Skip every line before the one containing "if result.rows_affected == 0", then copy that line and the rest of the entries below exactly, through the last line.

··· EXTRACTED INFORMATION ···

use common::storage::ObjectStore;
use sea_orm::{ColumnTrait, DatabaseConnection, EntityTrait, QueryFilter};
use tracing::info;
use uuid::Uuid;

use crate::entity::image;

use super::ImageError;

/// Delete the user's image with object key `key`.
///
/// The record goes first, scoped to the owner. If nothing matched, storage is
/// left alone and the result is [`ImageError::NotFound`]. If the record is gone
/// but the object delete fails, the result is [`ImageError::PartialCleanup`].
pub async fn delete_image(
    db: &DatabaseConnection,
    store: &dyn ObjectStore,
    user_id: Uuid,
    key: &str,
) -> Result<(), ImageError> {
    let result = image::Entity::delete_many()
        .filter(image::Column::UserId.eq(user_id))
        .filter(image::Column::OssKey.eq(key))
        .exec(db)
        .await?;

    if result.rows_affected == 0 {
        return Err(ImageError::NotFound);
    }

    store
        .delete(key)
        .await
        .map_err(|source| ImageError::PartialCleanup {
            key: key.to_string(),
            source,
        })?;

    info!(key = %key, "Image deleted");
    Ok(())
}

···

ANSWER BOX ::
    if result.rows_affected == 0 {
        return Err(ImageError::NotFound);
    }

    store
        .delete(key)
        .await
        .map_err(|source| ImageError::PartialCleanup {
            key: key.to_string(),
            source,
        })?;

    info!(key = %key, "Image deleted");
    Ok(())
}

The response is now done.